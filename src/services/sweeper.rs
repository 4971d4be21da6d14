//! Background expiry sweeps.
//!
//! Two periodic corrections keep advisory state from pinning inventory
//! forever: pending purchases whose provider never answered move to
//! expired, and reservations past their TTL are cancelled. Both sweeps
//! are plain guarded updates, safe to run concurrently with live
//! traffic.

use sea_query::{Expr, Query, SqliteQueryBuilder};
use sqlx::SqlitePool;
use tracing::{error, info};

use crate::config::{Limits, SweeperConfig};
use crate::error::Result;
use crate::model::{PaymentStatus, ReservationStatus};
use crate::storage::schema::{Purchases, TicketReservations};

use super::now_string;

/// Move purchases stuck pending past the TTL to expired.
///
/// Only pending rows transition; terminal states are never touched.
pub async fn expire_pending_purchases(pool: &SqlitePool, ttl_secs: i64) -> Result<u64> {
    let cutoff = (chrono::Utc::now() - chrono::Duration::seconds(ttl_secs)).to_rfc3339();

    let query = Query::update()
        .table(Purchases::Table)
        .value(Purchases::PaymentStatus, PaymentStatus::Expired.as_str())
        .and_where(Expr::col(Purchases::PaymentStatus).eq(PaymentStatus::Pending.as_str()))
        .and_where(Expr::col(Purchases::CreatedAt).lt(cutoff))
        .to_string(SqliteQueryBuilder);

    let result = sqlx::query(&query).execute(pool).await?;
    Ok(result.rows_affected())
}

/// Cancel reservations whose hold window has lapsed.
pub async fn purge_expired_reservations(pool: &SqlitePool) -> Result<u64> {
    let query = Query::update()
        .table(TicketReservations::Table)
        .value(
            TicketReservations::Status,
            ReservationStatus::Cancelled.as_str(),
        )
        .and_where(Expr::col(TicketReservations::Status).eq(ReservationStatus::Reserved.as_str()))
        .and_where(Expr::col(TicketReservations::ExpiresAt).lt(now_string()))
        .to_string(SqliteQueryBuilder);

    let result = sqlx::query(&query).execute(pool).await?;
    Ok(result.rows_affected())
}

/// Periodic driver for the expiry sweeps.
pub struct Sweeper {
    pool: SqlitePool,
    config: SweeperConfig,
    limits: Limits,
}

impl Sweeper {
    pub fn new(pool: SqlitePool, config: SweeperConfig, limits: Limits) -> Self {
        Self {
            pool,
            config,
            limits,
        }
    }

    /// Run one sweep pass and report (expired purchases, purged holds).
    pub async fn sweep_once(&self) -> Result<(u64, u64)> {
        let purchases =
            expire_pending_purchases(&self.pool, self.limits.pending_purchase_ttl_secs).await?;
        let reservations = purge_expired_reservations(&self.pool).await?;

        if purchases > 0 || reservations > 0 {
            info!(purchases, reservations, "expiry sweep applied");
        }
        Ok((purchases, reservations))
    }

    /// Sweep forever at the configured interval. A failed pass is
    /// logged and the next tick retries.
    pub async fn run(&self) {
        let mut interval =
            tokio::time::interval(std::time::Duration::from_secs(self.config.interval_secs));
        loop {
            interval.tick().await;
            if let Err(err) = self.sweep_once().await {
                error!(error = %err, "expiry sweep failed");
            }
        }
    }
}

-----

■ Exercise prompt:
Report each line of the records that holds the word "crate".

■ Response to the exercise:
use crate::config::{Limits, SweeperConfig};
use crate::error::Result;
use crate::model::{PaymentStatus, ReservationStatus};
use crate::storage::schema::{Purchases, TicketReservations};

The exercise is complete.